Supplied material -
%%

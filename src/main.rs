use actix_web::{web, App, HttpResponse, HttpServer, middleware::Compress};
use actix_cors::Cors;
use anyhow::{bail, Context};
use metrics_exporter_prometheus::PrometheusBuilder;
use std::sync::Arc;
use tracing::{info, warn, Level};
use tracing_actix_web::TracingLogger;
use tracing_subscriber::EnvFilter;
use utoipa::OpenApi; // ApiDoc::openapi()
use utoipa_swagger_ui::SwaggerUi;

use tradepost::notify::{build_notifier, BestEffort};
use tradepost::openapi::ApiDoc;
use tradepost::rate_limit::RateLimiterFacade;
use tradepost::repo::Repo;
use tradepost::{config, AppState, SecurityHeaders};

#[actix_web::main]
async fn main() -> anyhow::Result<()> {
    // .env is a development convenience only
    if cfg!(debug_assertions) {
        let _ = dotenv::dotenv();
    }

    tracing_subscriber::fmt()
        .with_env_filter(EnvFilter::from_default_env().add_directive(Level::INFO.into()))
        .init();

    validate_env_vars()?;
    info!("Bootstrapping tradepost server");

    let metrics = PrometheusBuilder::new()
        .install_recorder()
        .context("installing Prometheus recorder")?;

    let repo = build_repo().await?;
    let notifier = build_notifier(repo.clone());
    info!(
        webhook = std::env::var("NOTIFY_WEBHOOK_URL").is_ok(),
        "notification delivery configured"
    );
    let state = AppState::new(repo, BestEffort::from_env(notifier))
        .with_rate_limiter(RateLimiterFacade::from_env());

    let openapi = ApiDoc::openapi();
    let security = SecurityHeaders::from_env();
    let bind = std::env::var("BIND_ADDR").unwrap_or_else(|_| "0.0.0.0:8080".to_string());

    let server = HttpServer::new(move || {
        let mut cors = Cors::default()
            .allowed_origin("http://localhost:5173")
            .allowed_origin("http://127.0.0.1:5173")
            .allow_any_header()
            .allowed_methods(["GET", "POST", "DELETE", "OPTIONS"])
            .supports_credentials()
            .max_age(3600);
        if let Ok(front) = std::env::var("FRONTEND_URL") {
            cors = cors.allowed_origin(&front);
        }

        let metrics = metrics.clone();
        App::new()
            .wrap(TracingLogger::default())
            .wrap(Compress::default())
            .wrap(security.clone())
            .wrap(cors)
            .app_data(web::Data::new(state.clone()))
            .configure(config)
            .service(SwaggerUi::new("/docs/{_:.*}").url("/docs/openapi.json", openapi.clone()))
            .route("/metrics", web::get().to(move || {
                let body = metrics.render();
                async move { HttpResponse::Ok().content_type("text/plain; version=0.0.4").body(body) }
            }))
    })
    .bind(&bind)
    .with_context(|| format!("binding {bind}"))?;

    info!("Listening on http://{bind}");
    server.run().await?;
    Ok(())
}

#[cfg(all(feature = "inmem-store", not(feature = "postgres-store")))]
async fn build_repo() -> anyhow::Result<Arc<dyn Repo>> {
    info!("Using in-memory repository backend");
    Ok(Arc::new(tradepost::repo::inmem::InMemRepo::new()))
}

#[cfg(feature = "postgres-store")]
async fn build_repo() -> anyhow::Result<Arc<dyn Repo>> {
    use sqlx::postgres::PgPoolOptions;
    let db_url = std::env::var("DATABASE_URL").context("DATABASE_URL must be set for postgres-store")?;
    let pool = PgPoolOptions::new()
        .max_connections(5)
        .connect(&db_url)
        .await
        .context("connecting to Postgres")?;
    sqlx::migrate!("./migrations").run(&pool).await.context("running migrations")?;
    info!("Using Postgres repository backend");
    Ok(Arc::new(tradepost::repo::pg::PgRepo::new(pool)))
}

#[cfg(not(any(feature = "inmem-store", feature = "postgres-store")))]
async fn build_repo() -> anyhow::Result<Arc<dyn Repo>> {
    bail!("no repository backend compiled in; enable `inmem-store` or `postgres-store`")
}

/// Validate that required environment variables are set
fn validate_env_vars() -> anyhow::Result<()> {
    match std::env::var("JWT_SECRET") {
        Err(_) => bail!("JWT_SECRET is not set; copy .env.example to .env and configure it"),
        Ok(secret) if secret.len() < 32 => bail!("JWT_SECRET must be at least 32 characters long"),
        Ok(_) => {}
    }
    if std::env::var("FRONTEND_URL").is_err() {
        warn!("FRONTEND_URL not set; CORS allows only the local dev origins");
    }
    Ok(())
}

%%

What the task asks -
When you reach the line that holds "fn validate_env_vars() ->", please copy it and every line after it through the end of the listing, exactly and with no other lines.

Task output -
fn validate_env_vars() -> anyhow::Result<()> {
    match std::env::var("JWT_SECRET") {
        Err(_) => bail!("JWT_SECRET is not set; copy .env.example to .env and configure it"),
        Ok(secret) if secret.len() < 32 => bail!("JWT_SECRET must be at least 32 characters long"),
        Ok(_) => {}
    }
    if std::env::var("FRONTEND_URL").is_err() {
        warn!("FRONTEND_URL not set; CORS allows only the local dev origins");
    }
    Ok(())
}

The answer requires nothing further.